● About this task
Using the word "StoreStats" as the filter, copy each matching line from the records.

(Stored data)
/---

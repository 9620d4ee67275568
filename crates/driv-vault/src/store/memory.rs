//! In-memory document store
//!
//! Uses DashMap keyed by collection. Each operation holds the collection's
//! shard lock for its whole duration, so a filtered `update_one` is atomic
//! with respect to other writers on the same collection.

use std::sync::atomic::{AtomicBool, Ordering};

use async_trait::async_trait;
use dashmap::DashMap;
use driv_common::StoreError;
use tracing::debug;

use super::document::{Collection, Document, DocumentStore, Filter, Update};

/// In-memory storage implementation
#[derive(Debug, Default)]
pub struct InMemoryStore {
    collections: DashMap<Collection, Vec<Document>>,
    closed: AtomicBool,
}

impl InMemoryStore {
    pub fn new() -> Self {
        Self::default()
    }

    fn ensure_open(&self) -> Result<(), StoreError> {
        if self.closed.load(Ordering::Acquire) {
            return Err(StoreError::Closed);
        }
        Ok(())
    }

    /// Get statistics about the store
    pub fn stats(&self) -> StoreStats {
        let documents = self.collections.iter().map(|c| c.len()).sum();
        StoreStats {
            collections: self.collections.len(),
            documents,
        }
    }
}

/// Statistics about the document store
#[derive(Debug, Clone, PartialEq, Eq)]
pub struct StoreStats {
    pub collections: usize,
    pub documents: usize,
}

#[async_trait]
impl DocumentStore for InMemoryStore {
    async fn insert_one(&self, collection: Collection, doc: Document) -> Result<(), StoreError> {
        self.ensure_open()?;
        self.collections.entry(collection).or_default().push(doc);
        Ok(())
    }

    async fn find(
        &self,
        collection: Collection,
        filter: &Filter,
        limit: Option<usize>,
    ) -> Result<Vec<Document>, StoreError> {
        self.ensure_open()?;
        let Some(docs) = self.collections.get(&collection) else {
            return Ok(Vec::new());
        };
        Ok(docs
            .iter()
            .filter(|d| filter.matches(d))
            .take(limit.unwrap_or(usize::MAX))
            .cloned()
            .collect())
    }

    async fn count(&self, collection: Collection, filter: &Filter) -> Result<usize, StoreError> {
        self.ensure_open()?;
        Ok(self
            .collections
            .get(&collection)
            .map(|docs| docs.iter().filter(|d| filter.matches(d)).count())
            .unwrap_or(0))
    }

    async fn update_one(
        &self,
        collection: Collection,
        filter: &Filter,
        update: &Update,
    ) -> Result<usize, StoreError> {
        self.ensure_open()?;
        let Some(mut docs) = self.collections.get_mut(&collection) else {
            return Ok(0);
        };
        let modified = match docs.iter_mut().find(|d| filter.matches(d)) {
            Some(doc) => usize::from(update.apply(doc)),
            None => 0,
        };
        debug!(collection = %collection, modified, "update_one");
        Ok(modified)
    }

    async fn delete_one(
        &self,
        collection: Collection,
        filter: &Filter,
    ) -> Result<usize, StoreError> {
        self.ensure_open()?;
        let Some(mut docs) = self.collections.get_mut(&collection) else {
            return Ok(0);
        };
        match docs.iter().position(|d| filter.matches(d)) {
            Some(index) => {
                docs.remove(index);
                Ok(1)
            }
            None => Ok(0),
        }
    }

    async fn close(&self) -> Result<(), StoreError> {
        self.closed.store(true, Ordering::Release);
        debug!("In-memory store closed");
        Ok(())
    }
}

\---

● Expected output
    pub fn stats(&self) -> StoreStats {
        StoreStats {
pub struct StoreStats {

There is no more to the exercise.